Males of some species of cichlids (a type of fish) are known to construct crater-shaped mounds that females visit to have their eggs fertilized, Kawase said. For example, male featherfin cichlids in Africa's Lake Tanganyika build small bowls out of the sand, and display them to females before mating there, said Alex Jordan, a researcher at the University of Texas at Austin who wasn't involved in this study.
But this new pufferfish's geometric patterns have three features never seen before. First, they involve radially aligned ridges and valleys outside the nest site. Second, the male decorates these ridges with fragments of shells. Third, the male gathers fine sediments to give the resulting formation a distinctive look and coloring, Kawase said. [Photos: Pufferfish Make Seafloor Circles to Mate]
Strangely enough, the male "gathers" the fine sediments using the circular pattern itself, Kawase said. A fluid dynamics test using a half-size model of one of these circles found that the upstream portion of the circle funnels water and fine sediments toward the center. Then, the downstream peaks and valleys funnel the water outward. The speed of water was slowed by nearly 25 percent in the center, where the eggs are laid, the study noted.
Bowerbirds of the sea?
It takes about seven to nine days for the pufferfish to construct the circles. The male pufferfish don't maintain these formations, and underwater currents wash them away relatively quickly. Kawase said they likely give up their old formations because the circles exhaust the fine sediment in the area, and thus must be built anew in areas with fresh sediment.

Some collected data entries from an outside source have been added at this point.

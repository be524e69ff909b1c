//! Language-model access for the model extraction strategy.

mod client;
mod extractor;
pub mod prompts;

pub use client::OpenAiClient;
pub use extractor::{RetryPolicy, StructuredExtractor};

use async_trait::async_trait;

use crate::error::LlmError;

/// A chat-completion endpoint.
///
/// Clients are built once per process and shared by handle; the pipeline
/// never calls one from more than `batch.model_workers` tasks at a time.
#[async_trait]
pub trait CompletionClient: Send + Sync {
    /// Send a system role and a user prompt, returning the reply text.
    async fn complete(&self, system: &str, user: &str) -> Result<String, LlmError>;
}
//! Model-assisted extraction of nested invoice records.

use std::sync::Arc;
use std::time::Duration;

use tokio::time::sleep;
use tracing::{debug, trace, warn};

use super::CompletionClient;
use super::prompts::{SYSTEM_PROMPT, build_extraction_prompt};
use crate::config::ModelConfig;
use crate::error::{ExtractionError, LlmError};
use crate::invoice::InvoiceRecord;

/// Bounded retry with a fixed delay between attempts.
#[derive(Debug, Clone, Copy, PartialEq, Eq)]
pub struct RetryPolicy {
    /// Attempts including the first; at least one is always made.
    pub max_attempts: u32,
    /// Pause before every attempt after the first.
    pub delay: Duration,
}

impl Default for RetryPolicy {
    fn default() -> Self {
        Self {
            max_attempts: 3,
            delay: Duration::from_secs(2),
        }
    }
}

impl RetryPolicy {
    pub fn from_config(config: &ModelConfig) -> Self {
        Self {
            max_attempts: config.max_attempts,
            delay: config.retry_delay(),
        }
    }
}

/// Why the most recent attempt failed.
enum AttemptFailure {
    Unparseable(String),
    Transient(LlmError),
}

/// Turns cleaned invoice text into an [`InvoiceRecord`] via a language model.
///
/// The reply is trimmed and parsed as a JSON object with no further schema
/// checks. Unparseable replies and transient client errors are retried under
/// the [`RetryPolicy`]; anything else fails immediately.
pub struct StructuredExtractor {
    client: Arc<dyn CompletionClient>,
    retry: RetryPolicy,
}

impl StructuredExtractor {
    /// Extractor over `client` with the default retry policy.
    pub fn new(client: Arc<dyn CompletionClient>) -> Self {
        Self {
            client,
            retry: RetryPolicy::default(),
        }
    }

    /// Replace the retry policy.
    pub fn with_retry(mut self, retry: RetryPolicy) -> Self {
        self.retry = retry;
        self
    }

    /// Extract one invoice from cleaned text.
    pub async fn extract(&self, text: &str) -> Result<InvoiceRecord, ExtractionError> {
        let prompt = build_extraction_prompt(text);
        let attempts = self.retry.max_attempts.max(1);
        let mut last_failure = None;

        for attempt in 1..=attempts {
            if attempt > 1 {
                sleep(self.retry.delay).await;
            }

            match self.client.complete(SYSTEM_PROMPT, &prompt).await {
                Ok(reply) => {
                    let content = reply.trim();
                    trace!("Raw model output (attempt {}): {}", attempt, content);

                    match parse_record(content) {
                        Ok(record) => {
                            debug!("Parsed model output on attempt {}", attempt);
                            return Ok(record);
                        }
                        Err(detail) => {
                            warn!("Attempt {} failed: {}", attempt, detail);
                            last_failure = Some(AttemptFailure::Unparseable(detail));
                        }
                    }
                }
                Err(e) if e.is_transient() => {
                    warn!("Attempt {} failed: {}", attempt, e);
                    last_failure = Some(AttemptFailure::Transient(e));
                }
                Err(e) => return Err(ExtractionError::Model(e)),
            }
        }

        Err(match last_failure {
            Some(AttemptFailure::Transient(e)) => ExtractionError::Model(e),
            Some(AttemptFailure::Unparseable(detail)) => ExtractionError::UnparseableOutput {
                attempts,
                detail,
            },
            None => ExtractionError::UnparseableOutput {
                attempts,
                detail: "no attempt made".to_string(),
            },
        })
    }
}

/// Parse trimmed model output as a JSON object.
fn parse_record(content: &str) -> Result<InvoiceRecord, String> {
    let value: serde_json::Value =
        serde_json::from_str(content).map_err(|e| format!("JSON decoding failed: {}", e))?;
    InvoiceRecord::from_value(value).ok_or_else(|| "expected a JSON object".to_string())
}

When Jordan first heard about the circles, he guessed a much bigger fish would have made them. The fact that such a small animal makes such a large formation is "pretty cool, and suggests some underlying biological reason for the size, like poor visibility at depth, or distance between individuals that means males have to make large nests to be found by females," he told LiveScience.
Research describing the pufferfish formations was published in July in the journal Scientific Reports. "It's a nice clean study because it provides a definite answer to the question — something that is very rare in biology," Jordan said.

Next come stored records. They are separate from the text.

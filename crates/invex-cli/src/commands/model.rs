//! Model-assisted extraction over a batch of PDFs.

use std::path::PathBuf;
use std::sync::Arc;
use std::time::Instant;

use clap::Args;
use console::style;
use tracing::info;

use invex_core::error::ExtractionError;
use invex_core::{
    InvexError, OpenAiClient, Orchestrator, Report, RetryPolicy, StructuredExtractor,
};

use super::common::{self, Failure, ProgressObserver};
use super::config;

/// Arguments for the model command.
#[derive(Args)]
pub struct ModelArgs {
    /// Input files or glob pattern
    #[arg(required = true)]
    input: String,

    /// Number of concurrent model calls
    #[arg(short = 'j', long)]
    jobs: Option<usize>,

    /// Directory for the CSV report
    #[arg(short, long)]
    output_dir: Option<PathBuf>,

    /// Model identifier (overrides config)
    #[arg(short, long)]
    model: Option<String>,

    /// Print the cleaned text sent to the model
    #[arg(long)]
    show_text: bool,

    /// Do not write a CSV report
    #[arg(long)]
    no_report: bool,
}

pub async fn run(args: ModelArgs, config_path: Option<&str>) -> anyhow::Result<()> {
    let start = Instant::now();

    let mut config = config::load(config_path)?;
    if let Some(jobs) = args.jobs {
        config.batch.model_workers = jobs;
    }
    if let Some(model) = args.model {
        config.model.model = model;
    }

    let client = OpenAiClient::from_config(&config.model)?;
    info!("Using model {}", client.model());
    let extractor = StructuredExtractor::new(Arc::new(client))
        .with_retry(RetryPolicy::from_config(&config.model));

    let files = common::find_pdfs(&args.input)?;
    let (documents, mut failures) = common::load_documents(&files);

    let orchestrator = Orchestrator::from_config(&config);
    let progress = ProgressObserver::new(documents.len()).with_text(args.show_text);
    let outcome = orchestrator.run_model(documents, &extractor, &progress).await;
    progress.finish();

    for result in &outcome.results {
        println!("{} {}", style("✓").green(), result.filename);
        println!("{}", serde_json::to_string_pretty(&result.value)?);
    }

    for failure in &outcome.failures {
        let message = failure_message(&failure.filename, &failure.error);
        eprintln!("{} {}", style("✗").red(), message);
        failures.push(Failure {
            filename: failure.filename.clone(),
            message: failure.error.to_string(),
        });
    }

    if !args.no_report {
        let report = Report::from_invoice_results(&outcome.results);
        common::write_report(&report, &config, args.output_dir.as_deref());
    }

    common::print_summary(start, outcome.results.len(), &failures);
    Ok(())
}

/// Inline message for a document with no invoice record.
fn failure_message(filename: &str, error: &InvexError) -> String {
    match error {
        InvexError::Extraction(ExtractionError::UnparseableOutput { .. }) => format!(
            "Failed to extract data from invoice {} after multiple attempts.",
            filename
        ),
        InvexError::Extraction(ExtractionError::Model(e)) => {
            format!("Model call failed for invoice {}: {}", filename, e)
        }
        other => format!("Failed to read {}: {}", filename, other),
    }
}

#[cfg(test)]
mod tests {
    use super::*;
    use invex_core::error::{LlmError, PdfError};

    #[test]
    fn test_failure_message() {
        let err = InvexError::Extraction(ExtractionError::UnparseableOutput {
            attempts: 3,
            detail: "expected value".to_string(),
        });
        assert_eq!(
            failure_message("a.pdf", &err),
            "Failed to extract data from invoice a.pdf after multiple attempts."
        );

        let err = InvexError::Extraction(ExtractionError::Model(LlmError::Status {
            status: 401,
            body: "invalid api key".to_string(),
        }));
        assert_eq!(
            failure_message("c.pdf", &err),
            "Model call failed for invoice c.pdf: endpoint returned 401: invalid api key"
        );

        let err = InvexError::Pdf(PdfError::NoPages);
        assert_eq!(
            failure_message("b.pdf", &err),
            "Failed to read b.pdf: PDF error: PDF has no pages"
        );
    }
}
//! Per-page layout annotations.
//!
//! A layout model is consulted once per page and contributes one line of
//! output per page. The bundled [`PlaceholderAnnotator`] stands in for a
//! document question-answering model and only reports which page it saw.

use super::Result;

/// Produces page-level output from a layout model.
pub trait PageAnnotator: Send + Sync {
    /// Annotate a single page (1-indexed).
    fn annotate_page(&self, page: u32) -> Result<String>;
}

/// Annotator that emits a fixed line per page.
#[derive(Debug, Clone, Copy, Default)]
pub struct PlaceholderAnnotator;

impl PageAnnotator for PlaceholderAnnotator {
    fn annotate_page(&self, page: u32) -> Result<String> {
        Ok(format!("Extracted text for page {}", page))
    }
}

/// Run an annotator over every page, one line per page.
///
/// A page the annotator fails on degrades to a placeholder line instead of
/// failing the document.
pub fn annotate_pages(annotator: &dyn PageAnnotator, page_count: u32) -> String {
    let mut out = String::new();
    for page in 1..=page_count {
        match annotator.annotate_page(page) {
            Ok(line) => out.push_str(&line),
            Err(e) => {
                tracing::debug!("Layout annotation failed on page {}: {}", page, e);
                out.push_str(&format!("[no layout output for page {}]", page));
            }
        }
        out.push('\n');
    }
    out
}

The formations are very similar to so-called "bowers" — display sites built by various animals like bowerbirds in which to strut their stuff before mating. In this case, the formations may serve solely to gather fine sediments, which females could use to choose their mate, Jordan said.
But until this idea is tested, nobody will know. "The one caveat I have is that there is no evidence that females care about anything more than the fine sand, and even that's a stretch," Jordan said. "The beautiful lines and structure could serve only to channel those particles to the center, and have no aesthetic purpose."
Although Jordan said he doesn't think that's the case, the idea that the fine sediments are important to females would be "biologically interesting, because it would suggest that function is more important than appearance," he said.